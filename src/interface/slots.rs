//! Revision to dispatch-slot policy.
//!
//! The target runtime has reshuffled its dispatch tables several times. This module records,
//! as plain data, which slot each intercepted call occupies in which revision, and which
//! replacement (argument shape) must be installed there.
//!
//! # Built-in Layouts
//!
//! | Call | Revisions | Slot | Replacement |
//! |------|-----------|------|-------------|
//! | `IVRClientCore::GetGenericInterface` | ≤ 3 | 3 | [`InterceptId::GetGenericInterface`] |
//! | `IVRClientCore::Cleanup` | ≤ 3 | 1 | [`InterceptId::Cleanup`] |
//! | `IVRCompositor::Submit` | ≥ 12 | 5 | [`InterceptId::SubmitCurrent`] |
//! | `IVRCompositor::Submit` | 9..=11 | 4 | [`InterceptId::SubmitCurrent`] |
//! | `IVRCompositor::Submit` | 8 | 6 | [`InterceptId::SubmitTyped`] |
//! | `IVRCompositor::Submit` | 7 | 6 | [`InterceptId::SubmitLegacy`] |
//! | `IVRSystem::GetRecommendedRenderTargetSize` | ≥ 9 | 0 | [`InterceptId::RecommendedRenderTargetSize`] |
//! | `IVRSystem::GetRecommendedRenderTargetSize` | ≤ 8 | 1 | [`InterceptId::RecommendedRenderTargetSize`] |
//!
//! Rules of a call are evaluated in order and the first match wins. A revision covered by no
//! rule is unsupported: the table never guesses a neighbouring layout.

use crate::{
    interface::{InterfaceFamily, InterfaceVersion},
    runtime::InterceptId,
    Error, Result,
};

/// The set of revisions a [`SlotRule`] applies to.
#[derive(Clone, Copy, Debug, PartialEq, Eq)]
pub enum RevisionRange {
    /// Exactly this revision.
    Exactly(u32),
    /// This revision and every later one.
    AtLeast(u32),
    /// This revision and every earlier one.
    AtMost(u32),
    /// Every revision in the inclusive range.
    Between(u32, u32),
}

impl RevisionRange {
    /// Returns `true` if `revision` lies in this range.
    #[must_use]
    pub fn contains(self, revision: u32) -> bool {
        match self {
            RevisionRange::Exactly(r) => revision == r,
            RevisionRange::AtLeast(low) => revision >= low,
            RevisionRange::AtMost(high) => revision <= high,
            RevisionRange::Between(low, high) => (low..=high).contains(&revision),
        }
    }
}

/// One historical layout of one call.
#[derive(Clone, Copy, Debug, PartialEq, Eq)]
pub struct SlotRule {
    /// Revisions sharing this layout.
    pub revisions: RevisionRange,
    /// Dispatch table slot of the call in these revisions.
    pub slot: usize,
    /// Replacement matching the call's argument shape in these revisions.
    pub intercept: InterceptId,
}

impl SlotRule {
    /// Creates a new rule.
    #[must_use]
    pub const fn new(revisions: RevisionRange, slot: usize, intercept: InterceptId) -> Self {
        Self {
            revisions,
            slot,
            intercept,
        }
    }
}

/// All known layouts of one intercepted call.
#[derive(Clone, Debug, PartialEq, Eq)]
pub struct CallPolicy {
    /// The family owning the call.
    pub family: InterfaceFamily,
    /// Call-site label, `Interface::Method`.
    pub label: String,
    /// Layouts, evaluated in order.
    pub rules: Vec<SlotRule>,
}

impl CallPolicy {
    /// Creates a call policy.
    #[must_use]
    pub fn new(family: InterfaceFamily, label: impl Into<String>, rules: Vec<SlotRule>) -> Self {
        Self {
            family,
            label: label.into(),
            rules,
        }
    }

    /// Returns the first rule covering `revision`.
    #[must_use]
    pub fn rule_for(&self, revision: u32) -> Option<&SlotRule> {
        self.rules.iter().find(|rule| rule.revisions.contains(revision))
    }
}

/// A resolved call site: where to install which replacement.
#[derive(Clone, Debug, PartialEq, Eq)]
pub struct CallSite {
    /// Call-site label, `Interface::Method`.
    pub label: String,
    /// Dispatch table slot.
    pub slot: usize,
    /// Replacement to install.
    pub intercept: InterceptId,
}

/// The revision to slot policy for every intercepted call.
///
/// # Examples
///
/// ```rust
/// use vrshim::interface::{InterfaceFamily, InterfaceVersion, SlotTable};
/// use vrshim::InterceptId;
///
/// let table = SlotTable::builtin();
/// let sites = table
///     .resolve(InterfaceVersion::new(InterfaceFamily::Compositor, 27))
///     .unwrap();
/// assert_eq!(sites[0].slot, 5);
/// assert_eq!(sites[0].intercept, InterceptId::SubmitCurrent);
///
/// assert!(table
///     .resolve(InterfaceVersion::new(InterfaceFamily::Compositor, 6))
///     .is_err());
/// ```
#[derive(Clone, Debug, PartialEq, Eq)]
pub struct SlotTable {
    policies: Vec<CallPolicy>,
}

impl SlotTable {
    /// Creates a table without any policy.
    #[must_use]
    pub fn empty() -> Self {
        Self {
            policies: Vec::new(),
        }
    }

    /// Creates the table describing every runtime layout known to this crate.
    #[must_use]
    pub fn builtin() -> Self {
        use InterceptId::{
            Cleanup, GetGenericInterface, RecommendedRenderTargetSize, SubmitCurrent,
            SubmitLegacy, SubmitTyped,
        };
        use RevisionRange::{AtLeast, AtMost, Between, Exactly};

        Self::empty()
            .with_policy(CallPolicy::new(
                InterfaceFamily::ClientCore,
                "IVRClientCore::GetGenericInterface",
                vec![SlotRule::new(AtMost(3), 3, GetGenericInterface)],
            ))
            .with_policy(CallPolicy::new(
                InterfaceFamily::ClientCore,
                "IVRClientCore::Cleanup",
                vec![SlotRule::new(AtMost(3), 1, Cleanup)],
            ))
            .with_policy(CallPolicy::new(
                InterfaceFamily::Compositor,
                "IVRCompositor::Submit",
                vec![
                    SlotRule::new(AtLeast(12), 5, SubmitCurrent),
                    SlotRule::new(Between(9, 11), 4, SubmitCurrent),
                    SlotRule::new(Exactly(8), 6, SubmitTyped),
                    SlotRule::new(Exactly(7), 6, SubmitLegacy),
                ],
            ))
            .with_policy(CallPolicy::new(
                InterfaceFamily::System,
                "IVRSystem::GetRecommendedRenderTargetSize",
                vec![
                    SlotRule::new(AtLeast(9), 0, RecommendedRenderTargetSize),
                    SlotRule::new(AtMost(8), 1, RecommendedRenderTargetSize),
                ],
            ))
    }

    /// Adds a call policy, replacing any policy with the same family and label.
    #[must_use]
    pub fn with_policy(mut self, policy: CallPolicy) -> Self {
        self.policies
            .retain(|p| !(p.family == policy.family && p.label == policy.label));
        self.policies.push(policy);
        self
    }

    /// Adds a layout to an existing call, ahead of its current rules.
    ///
    /// Prepending lets a newly described revision take precedence over an open-ended rule
    /// such as [`RevisionRange::AtLeast`]. If the call has no policy yet, one is created.
    #[must_use]
    pub fn with_rule(
        mut self,
        family: InterfaceFamily,
        label: impl Into<String>,
        rule: SlotRule,
    ) -> Self {
        let label = label.into();
        match self
            .policies
            .iter_mut()
            .find(|p| p.family == family && p.label == label)
        {
            Some(policy) => policy.rules.insert(0, rule),
            None => self.policies.push(CallPolicy::new(family, label, vec![rule])),
        }
        self
    }

    /// Returns all policies, in insertion order.
    #[must_use]
    pub fn policies(&self) -> &[CallPolicy] {
        &self.policies
    }

    /// Resolves every call of a family for one revision.
    ///
    /// A family is only supported as a whole: if any of its calls has no rule for the
    /// revision, nothing is returned for the family.
    ///
    /// # Arguments
    ///
    /// * `version` - The family and revision to resolve
    ///
    /// # Errors
    ///
    /// Returns [`Error::UnsupportedRevision`] if a call of the family has no rule covering
    /// the revision.
    pub fn resolve(&self, version: InterfaceVersion) -> Result<Vec<CallSite>> {
        self.policies
            .iter()
            .filter(|policy| policy.family == version.family)
            .map(|policy| {
                policy
                    .rule_for(version.revision)
                    .map(|rule| CallSite {
                        label: policy.label.clone(),
                        slot: rule.slot,
                        intercept: rule.intercept,
                    })
                    .ok_or(Error::UnsupportedRevision {
                        family: version.family,
                        revision: version.revision,
                    })
            })
            .collect()
    }

    /// Returns `true` if every call of the family has a rule for the revision.
    #[must_use]
    pub fn supports(&self, version: InterfaceVersion) -> bool {
        self.resolve(version).is_ok()
    }
}

impl Default for SlotTable {
    fn default() -> Self {
        Self::builtin()
    }
}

------------

# Task directions:
Beginning at the opening line of the data, transcribe each line exactly until you reach the line with "revision, and which", which you also include, and go no further.

# Worked solution:
filename src/interface/slots.rs
//! Revision to dispatch-slot policy.
//!
//! The target runtime has reshuffled its dispatch tables several times. This module records,
//! as plain data, which slot each intercepted call occupies in which revision, and which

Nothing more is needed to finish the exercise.